# anyone here in mid west michigan?



## shasbury (Nov 10, 2004)

I am in the grand rapids area of michigan and would love to find others in my area with maltese furbabies. 
I am hoping that there are at least a few of you here.


----------



## JennSimm (Feb 16, 2006)

Hi there! I am a good hour from Grand Rapids, but wanted to say Hi! this is actually my first post to this board. I live just east of Lansing, and just purchased my little girl fur ball Weezie 2 weeks ago. I had a 7 yr old yourkie that we lost just after the holidays. Weezie does not take her place, but keeps the joy of having a pet alive in the house. Boy...the puppy stage can me maddening!! We boat in the summer and drive thru Grand Rapids to Grand Haven on the weekends. Actually, my husbands grandfather had orchards there that we are just now in the process of selling. they are the orchards at 96 and Bristol Rd. Ah well, I went on rambling. Sorry! 

Jennifer and Weezie!


----------



## aea6574 (Feb 18, 2006)

Howdy:

I hope you are doing great.

We are in Michigan but on the other side of the state by Detroit. Nice are over by you though, I went to school at Western in Kalamazoo, and my son usually has a hockey tournament every year in Holland.


----------



## Maria71 (Sep 25, 2005)

Just wanted to say hello ...Im in Michigan also...Flint


----------



## shasbury (Nov 10, 2004)

I am glad to see that there are others here. I hardly ever see anyone else with maltese and everywhere I take my baby I get asked what she is. lol We go camping in the summer and there was one lady that came last year that had 3 maltese and it was great to see someone else with the little ones. 
All your little ones look so great. It doesn't look like any of you have problems with tear stains like I do. 

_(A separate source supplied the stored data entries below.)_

use regex::{Captures, Regex};
use serde::{Deserialize, Serialize};

use crate::issue::{Issue, IssueCategory};
use crate::spans::{Span, SpanKind};

#[derive(Debug, Clone, Serialize, Deserialize, PartialEq, Eq)]
#[serde(default, rename_all = "camelCase")]
pub struct TokenDelimiters {
    pub open: String,
    pub close: String,
    pub prefix: String,
}

impl Default for TokenDelimiters {
    fn default() -> Self {
        Self {
            open: "⟦".to_string(),
            close: "⟧".to_string(),
            prefix: "T".to_string(),
        }
    }
}

impl TokenDelimiters {
    pub fn token(&self, index: usize) -> String {
        format!("{}{}{}{}", self.open, self.prefix, index, self.close)
    }

    /// Models sometimes pad markers with spaces (`⟦ T0 ⟧`); those still count.
    fn marker_regex(&self) -> Result<Regex, regex::Error> {
        Regex::new(&format!(
            r"{}\s*{}\s*([0-9]+)\s*{}",
            regex::escape(&self.open),
            regex::escape(&self.prefix),
            regex::escape(&self.close)
        ))
    }
}

#[derive(Debug, Clone, Serialize, PartialEq, Eq)]
#[serde(rename_all = "camelCase")]
pub struct ProtectedToken {
    pub token: String,
    pub index: usize,
    pub kind: SpanKind,
    pub raw: String,
    /// Byte range of the token inside the masked text.
    pub span: (usize, usize),
}

#[derive(Debug, Clone, Default, Serialize)]
#[serde(rename_all = "camelCase")]
pub struct TokenMap {
    pub tokens: Vec<ProtectedToken>,
}

impl TokenMap {
    pub fn get(&self, index: usize) -> Option<&ProtectedToken> {
        self.tokens.get(index)
    }

    pub fn len(&self) -> usize {
        self.tokens.len()
    }

    pub fn is_empty(&self) -> bool {
        self.tokens.is_empty()
    }
}

#[derive(Debug, thiserror::Error)]
pub enum ProtectError {
    #[error("unit text already contains the token delimiter {delimiter:?}")]
    DelimiterCollision { delimiter: String },
    #[error("token delimiters must be non-empty and distinct")]
    InvalidDelimiters,
    #[error("failed to build token pattern: {0}")]
    Pattern(#[from] regex::Error),
}

#[derive(Debug, Clone)]
pub struct Protector {
    delimiters: TokenDelimiters,
    marker: Regex,
}

#[derive(Debug, Clone)]
pub struct ProtectedUnit {
    original: String,
    masked: String,
    map: TokenMap,
    marker: Regex,
}

#[derive(Debug, Clone, Default, Serialize)]
#[serde(rename_all = "camelCase")]
pub struct Restoration {
    pub text: String,
    pub expected_tokens: usize,
    pub found_tokens: usize,
    /// Occurrence count per token index.
    pub occurrences: Vec<usize>,
    pub unknown_markers: Vec<String>,
    pub issues: Vec<Issue>,
}

impl Restoration {
    pub fn has_tag_errors(&self) -> bool {
        self.issues.iter().any(|issue| issue.category.is_tag_integrity())
    }
}

/// Searchable text plus the masked-text offset of each of its byte boundaries.
#[derive(Debug, Clone, PartialEq, Eq)]
pub struct SearchableSegment {
    pub text: String,
    starts: Vec<usize>,
    ends: Vec<usize>,
}

impl SearchableSegment {
    fn starting_at(offset: usize) -> Self {
        Self {
            text: String::new(),
            starts: Vec::new(),
            ends: vec![offset],
        }
    }

    fn push_literal(&mut self, offset: usize, literal: &str) {
        for index in 0..literal.len() {
            self.starts.push(offset + index);
            self.ends.push(offset + index + 1);
        }
        self.text.push_str(literal);
    }

    /// A match touching any digit of a numeric token covers the whole token.
    fn push_numeric(&mut self, raw: &str, (start, end): (usize, usize)) {
        for _ in 0..raw.len() {
            self.starts.push(start);
            self.ends.push(end);
        }
        self.text.push_str(raw);
    }

    fn finish(mut self) -> Option<Self> {
        if self.text.is_empty() {
            return None;
        }
        let end = self.ends.last().copied().unwrap_or_default();
        self.starts.push(end);
        Some(self)
    }

    /// Byte range of the masked text behind `start..end` of `text`.
    pub fn masked_range(&self, start: usize, end: usize) -> (usize, usize) {
        let masked_start = self.starts.get(start).copied().unwrap_or_default();
        let masked_end = self.ends.get(end).copied().unwrap_or(masked_start);
        (masked_start, masked_end)
    }
}

impl Protector {
    pub fn new(delimiters: TokenDelimiters) -> Result<Self, ProtectError> {
        if delimiters.open.is_empty()
            || delimiters.close.is_empty()
            || delimiters.open == delimiters.close
        {
            return Err(ProtectError::InvalidDelimiters);
        }
        let marker = delimiters.marker_regex()?;
        Ok(Self { delimiters, marker })
    }

    pub fn delimiters(&self) -> &TokenDelimiters {
        &self.delimiters
    }

    pub fn protect(&self, spans: &[Span]) -> Result<ProtectedUnit, ProtectError> {
        let mut original = String::new();
        let mut masked = String::new();
        let mut tokens = Vec::new();

        for span in spans {
            match span {
                Span::Literal { text } => {
                    for delimiter in [&self.delimiters.open, &self.delimiters.close] {
                        if text.contains(delimiter.as_str()) {
                            return Err(ProtectError::DelimiterCollision {
                                delimiter: delimiter.clone(),
                            });
                        }
                    }
                    original.push_str(text);
                    masked.push_str(text);
                }
                Span::Protected(protected) => {
                    let index = tokens.len();
                    let token = self.delimiters.token(index);
                    let start = masked.len();
                    masked.push_str(&token);
                    original.push_str(&protected.raw);
                    tokens.push(ProtectedToken {
                        token,
                        index,
                        kind: protected.kind,
                        raw: protected.raw.clone(),
                        span: (start, masked.len()),
                    });
                }
            }
        }

        Ok(ProtectedUnit {
            original,
            masked,
            map: TokenMap { tokens },
            marker: self.marker.clone(),
        })
    }
}

impl ProtectedUnit {
    pub fn original(&self) -> &str {
        &self.original
    }

    pub fn masked_text(&self) -> &str {
        &self.masked
    }

    pub fn token_map(&self) -> &TokenMap {
        &self.map
    }

    /// Runs of literal text between structural and placeholder tokens, with
    /// numeric tokens read back as their digits.
    pub fn searchable_segments(&self) -> Vec<SearchableSegment> {
        let mut segments = Vec::new();
        let mut current = SearchableSegment::starting_at(0);
        let mut cursor = 0usize;
        for token in &self.map.tokens {
            let (start, end) = token.span;
            current.push_literal(cursor, &self.masked[cursor..start]);
            if token.kind == SpanKind::NumericLiteral {
                current.push_numeric(&token.raw, (start, end));
            } else {
                let next = SearchableSegment::starting_at(end);
                segments.extend(std::mem::replace(&mut current, next).finish());
            }
            cursor = end;
        }
        current.push_literal(cursor, &self.masked[cursor..]);
        segments.extend(current.finish());
        segments
    }

    /// Removes every token-shaped marker from `text`.
    pub fn strip_tokens(&self, text: &str) -> String {
        self.marker.replace_all(text, "").into_owned()
    }

    /// `text` with numeric tokens expanded and every other marker blanked.
    pub fn plain_text(&self, text: &str) -> String {
        self.marker
            .replace_all(text, |capture: &Captures| {
                capture
                    .get(1)
                    .and_then(|digits| digits.as_str().parse::<usize>().ok())
                    .and_then(|index| self.map.get(index))
                    .filter(|token| token.kind == SpanKind::NumericLiteral)
                    .map_or_else(|| " ".to_string(), |token| token.raw.clone())
            })
            .into_owned()
    }

    pub fn restore(&self, unit_id: &str, translated: &str) -> Restoration {
        let tokens = &self.map.tokens;
        let mut occurrences = vec![0usize; tokens.len()];
        let mut unknown_markers = Vec::new();
        let mut issues = Vec::new();
        let mut found_tokens = 0usize;
        let mut output = String::with_capacity(translated.len());
        let mut cursor = 0usize;

        for capture in self.marker.captures_iter(translated) {
            let Some(matched) = capture.get(0) else {
                continue;
            };
            output.push_str(&translated[cursor..matched.start()]);
            cursor = matched.end();

            let index = capture
                .get(1)
                .and_then(|digits| digits.as_str().parse::<usize>().ok());
            match index.and_then(|index| tokens.get(index)) {
                Some(token) => {
                    output.push_str(&token.raw);
                    occurrences[token.index] += 1;
                    found_tokens += 1;
                }
                None => {
                    issues.push(
                        Issue::error(
                            unit_id,
                            IssueCategory::ExtraTag,
                            format!("unknown marker {} removed", matched.as_str()),
                        )
                        .with_subject(matched.as_str()),
                    );
                    unknown_markers.push(matched.as_str().to_string());
                }
            }
        }
        output.push_str(&translated[cursor..]);

        for (token, count) in tokens.iter().zip(&occurrences) {
            match *count {
                0 if token.kind != SpanKind::NumericLiteral => issues.push(
                    Issue::error(
                        unit_id,
                        IssueCategory::MissingTag,
                        format!("{} ({}) missing from translation", token.token, token.raw),
                    )
                    .with_subject(token.raw.clone()),
                ),
                0 | 1 => {}
                many => issues.push(
                    Issue::error(
                        unit_id,
                        IssueCategory::DuplicateTag,
                        format!("{} ({}) appears {} times", token.token, token.raw, many),
                    )
                    .with_subject(token.raw.clone()),
                ),
            }
        }

        Restoration {
            text: output,
            expected_tokens: tokens.len(),
            found_tokens,
            occurrences,
            unknown_markers,
            issues,
        }
    }
}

Aren't these winters hard on our little ones? I got tons of coats for my Lilly last year but they tangle her fur so we dont even use them now.


----------



## Maria71 (Sep 25, 2005)

> I am glad to see that there are others here. I hardly ever see anyone else with maltese and everywhere I take my baby I get asked what she is. lol We go camping in the summer and there was one lady that came last year that had 3 maltese and it was great to see someone else with the little ones.
> All your little ones look so great. It doesn't look like any of you have problems with tear stains like I do.
> 
> Aren't these winters hard on our little ones? I got tons of coats for my Lilly last year but they tangle her fur so we dont even use them now.[/B]


Maci loves the snow but she doesnt like her boots LOL









I used Angels Glow for her tearstains and now they are gone and she is no longer on the Angels Glow.


----------



## Gemma (Jan 19, 2006)

> Howdy:
> 
> I hope you are doing great.
> 
> We are in Michigan but on the other side of the state by Detroit. Nice are over by you though, I went to school at Western in Kalamazoo, and my son usually has a hockey tournament every year in Holland.[/B]


Wow , what a small world. I went to school at Western Michigan University in Kalamazoo for 5 years.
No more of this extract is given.